What you have to do -
Write the data below out in full, exactly as it stands.
─── Provided information
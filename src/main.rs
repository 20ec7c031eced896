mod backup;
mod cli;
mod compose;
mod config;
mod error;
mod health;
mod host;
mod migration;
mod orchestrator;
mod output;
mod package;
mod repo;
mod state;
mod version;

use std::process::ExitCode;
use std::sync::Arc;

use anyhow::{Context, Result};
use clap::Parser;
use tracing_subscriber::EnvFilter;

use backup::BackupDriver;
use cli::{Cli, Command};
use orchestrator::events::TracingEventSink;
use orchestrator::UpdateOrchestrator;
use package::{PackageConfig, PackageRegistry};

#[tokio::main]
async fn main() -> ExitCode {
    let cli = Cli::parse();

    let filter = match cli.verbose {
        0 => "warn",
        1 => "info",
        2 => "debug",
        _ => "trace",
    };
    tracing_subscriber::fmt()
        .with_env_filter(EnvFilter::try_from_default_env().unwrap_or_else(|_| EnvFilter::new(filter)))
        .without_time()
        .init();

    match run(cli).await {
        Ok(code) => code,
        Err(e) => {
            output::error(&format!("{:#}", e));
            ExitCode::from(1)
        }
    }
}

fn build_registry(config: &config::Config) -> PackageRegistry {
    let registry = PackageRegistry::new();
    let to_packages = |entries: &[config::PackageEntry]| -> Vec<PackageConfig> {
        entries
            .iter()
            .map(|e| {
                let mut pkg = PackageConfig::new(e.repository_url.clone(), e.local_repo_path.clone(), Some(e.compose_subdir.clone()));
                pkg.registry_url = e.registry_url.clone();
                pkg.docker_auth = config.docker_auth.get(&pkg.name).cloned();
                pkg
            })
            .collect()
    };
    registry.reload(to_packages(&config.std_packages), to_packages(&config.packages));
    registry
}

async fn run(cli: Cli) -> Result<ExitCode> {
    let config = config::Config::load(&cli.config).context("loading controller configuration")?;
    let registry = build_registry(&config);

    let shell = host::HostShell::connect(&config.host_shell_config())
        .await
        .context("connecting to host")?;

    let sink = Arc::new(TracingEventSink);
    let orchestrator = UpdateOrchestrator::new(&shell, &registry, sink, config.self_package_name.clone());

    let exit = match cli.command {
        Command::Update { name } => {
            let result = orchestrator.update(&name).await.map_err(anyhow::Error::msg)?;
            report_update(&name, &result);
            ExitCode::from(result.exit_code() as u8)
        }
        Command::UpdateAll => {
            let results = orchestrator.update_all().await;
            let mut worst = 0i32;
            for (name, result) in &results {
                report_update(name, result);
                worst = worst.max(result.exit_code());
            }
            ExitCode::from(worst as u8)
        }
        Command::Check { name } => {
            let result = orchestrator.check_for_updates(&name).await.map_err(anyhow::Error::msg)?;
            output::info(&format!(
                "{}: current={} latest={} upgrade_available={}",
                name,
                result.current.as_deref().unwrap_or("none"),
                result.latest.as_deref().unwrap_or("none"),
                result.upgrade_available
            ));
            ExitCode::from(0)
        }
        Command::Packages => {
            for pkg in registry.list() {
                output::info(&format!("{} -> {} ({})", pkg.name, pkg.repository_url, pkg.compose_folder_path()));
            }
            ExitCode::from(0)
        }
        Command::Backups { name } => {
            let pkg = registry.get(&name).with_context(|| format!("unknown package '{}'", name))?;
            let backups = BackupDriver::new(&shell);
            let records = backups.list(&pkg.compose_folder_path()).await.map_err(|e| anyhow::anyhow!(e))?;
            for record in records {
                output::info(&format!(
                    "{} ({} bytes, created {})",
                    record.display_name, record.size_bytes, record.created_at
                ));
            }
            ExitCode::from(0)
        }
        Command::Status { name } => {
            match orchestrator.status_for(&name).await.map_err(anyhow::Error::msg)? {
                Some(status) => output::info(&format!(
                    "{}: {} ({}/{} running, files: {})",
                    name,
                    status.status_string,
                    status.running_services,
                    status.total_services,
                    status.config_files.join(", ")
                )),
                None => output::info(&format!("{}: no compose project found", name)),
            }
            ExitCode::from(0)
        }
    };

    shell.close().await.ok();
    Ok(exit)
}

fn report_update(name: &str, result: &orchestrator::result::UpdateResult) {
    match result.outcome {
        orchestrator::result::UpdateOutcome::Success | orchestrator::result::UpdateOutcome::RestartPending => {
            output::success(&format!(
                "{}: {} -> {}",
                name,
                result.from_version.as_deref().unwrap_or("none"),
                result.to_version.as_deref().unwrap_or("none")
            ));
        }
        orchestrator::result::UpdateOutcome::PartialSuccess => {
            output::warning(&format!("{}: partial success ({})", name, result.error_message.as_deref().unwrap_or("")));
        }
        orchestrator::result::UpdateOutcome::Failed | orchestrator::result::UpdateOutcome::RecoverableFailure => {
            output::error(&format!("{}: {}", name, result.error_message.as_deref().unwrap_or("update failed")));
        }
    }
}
──────
Result below -
filename src/main.rs
repository 20ec7c031eced896
mod backup;
mod cli;
mod compose;
mod config;
mod error;
mod health;
mod host;
mod migration;
mod orchestrator;
mod output;
mod package;
mod repo;
mod state;
mod version;

use std::process::ExitCode;
use std::sync::Arc;

use anyhow::{Context, Result};
use clap::Parser;
use tracing_subscriber::EnvFilter;

use backup::BackupDriver;
use cli::{Cli, Command};
use orchestrator::events::TracingEventSink;
use orchestrator::UpdateOrchestrator;
use package::{PackageConfig, PackageRegistry};

#[tokio::main]
async fn main() -> ExitCode {
    let cli = Cli::parse();

    let filter = match cli.verbose {
        0 => "warn",
        1 => "info",
        2 => "debug",
        _ => "trace",
    };
    tracing_subscriber::fmt()
        .with_env_filter(EnvFilter::try_from_default_env().unwrap_or_else(|_| EnvFilter::new(filter)))
        .without_time()
        .init();

    match run(cli).await {
        Ok(code) => code,
        Err(e) => {
            output::error(&format!("{:#}", e));
            ExitCode::from(1)
        }
    }
}

fn build_registry(config: &config::Config) -> PackageRegistry {
    let registry = PackageRegistry::new();
    let to_packages = |entries: &[config::PackageEntry]| -> Vec<PackageConfig> {
        entries
            .iter()
            .map(|e| {
                let mut pkg = PackageConfig::new(e.repository_url.clone(), e.local_repo_path.clone(), Some(e.compose_subdir.clone()));
                pkg.registry_url = e.registry_url.clone();
                pkg.docker_auth = config.docker_auth.get(&pkg.name).cloned();
                pkg
            })
            .collect()
    };
    registry.reload(to_packages(&config.std_packages), to_packages(&config.packages));
    registry
}

async fn run(cli: Cli) -> Result<ExitCode> {
    let config = config::Config::load(&cli.config).context("loading controller configuration")?;
    let registry = build_registry(&config);

    let shell = host::HostShell::connect(&config.host_shell_config())
        .await
        .context("connecting to host")?;

    let sink = Arc::new(TracingEventSink);
    let orchestrator = UpdateOrchestrator::new(&shell, &registry, sink, config.self_package_name.clone());

    let exit = match cli.command {
        Command::Update { name } => {
            let result = orchestrator.update(&name).await.map_err(anyhow::Error::msg)?;
            report_update(&name, &result);
            ExitCode::from(result.exit_code() as u8)
        }
        Command::UpdateAll => {
            let results = orchestrator.update_all().await;
            let mut worst = 0i32;
            for (name, result) in &results {
                report_update(name, result);
                worst = worst.max(result.exit_code());
            }
            ExitCode::from(worst as u8)
        }
        Command::Check { name } => {
            let result = orchestrator.check_for_updates(&name).await.map_err(anyhow::Error::msg)?;
            output::info(&format!(
                "{}: current={} latest={} upgrade_available={}",
                name,
                result.current.as_deref().unwrap_or("none"),
                result.latest.as_deref().unwrap_or("none"),
                result.upgrade_available
            ));
            ExitCode::from(0)
        }
        Command::Packages => {
            for pkg in registry.list() {
                output::info(&format!("{} -> {} ({})", pkg.name, pkg.repository_url, pkg.compose_folder_path()));
            }
            ExitCode::from(0)
        }
        Command::Backups { name } => {
            let pkg = registry.get(&name).with_context(|| format!("unknown package '{}'", name))?;
            let backups = BackupDriver::new(&shell);
            let records = backups.list(&pkg.compose_folder_path()).await.map_err(|e| anyhow::anyhow!(e))?;
            for record in records {
                output::info(&format!(
                    "{} ({} bytes, created {})",
                    record.display_name, record.size_bytes, record.created_at
                ));
            }
            ExitCode::from(0)
        }
        Command::Status { name } => {
            match orchestrator.status_for(&name).await.map_err(anyhow::Error::msg)? {
                Some(status) => output::info(&format!(
                    "{}: {} ({}/{} running, files: {})",
                    name,
                    status.status_string,
                    status.running_services,
                    status.total_services,
                    status.config_files.join(", ")
                )),
                None => output::info(&format!("{}: no compose project found", name)),
            }
            ExitCode::from(0)
        }
    };

    shell.close().await.ok();
    Ok(exit)
}

fn report_update(name: &str, result: &orchestrator::result::UpdateResult) {
    match result.outcome {
        orchestrator::result::UpdateOutcome::Success | orchestrator::result::UpdateOutcome::RestartPending => {
            output::success(&format!(
                "{}: {} -> {}",
                name,
                result.from_version.as_deref().unwrap_or("none"),
                result.to_version.as_deref().unwrap_or("none")
            ));
        }
        orchestrator::result::UpdateOutcome::PartialSuccess => {
            output::warning(&format!("{}: partial success ({})", name, result.error_message.as_deref().unwrap_or("")));
        }
        orchestrator::result::UpdateOutcome::Failed | orchestrator::result::UpdateOutcome::RecoverableFailure => {
            output::error(&format!("{}: {}", name, result.error_message.as_deref().unwrap_or("update failed")));
        }
    }
}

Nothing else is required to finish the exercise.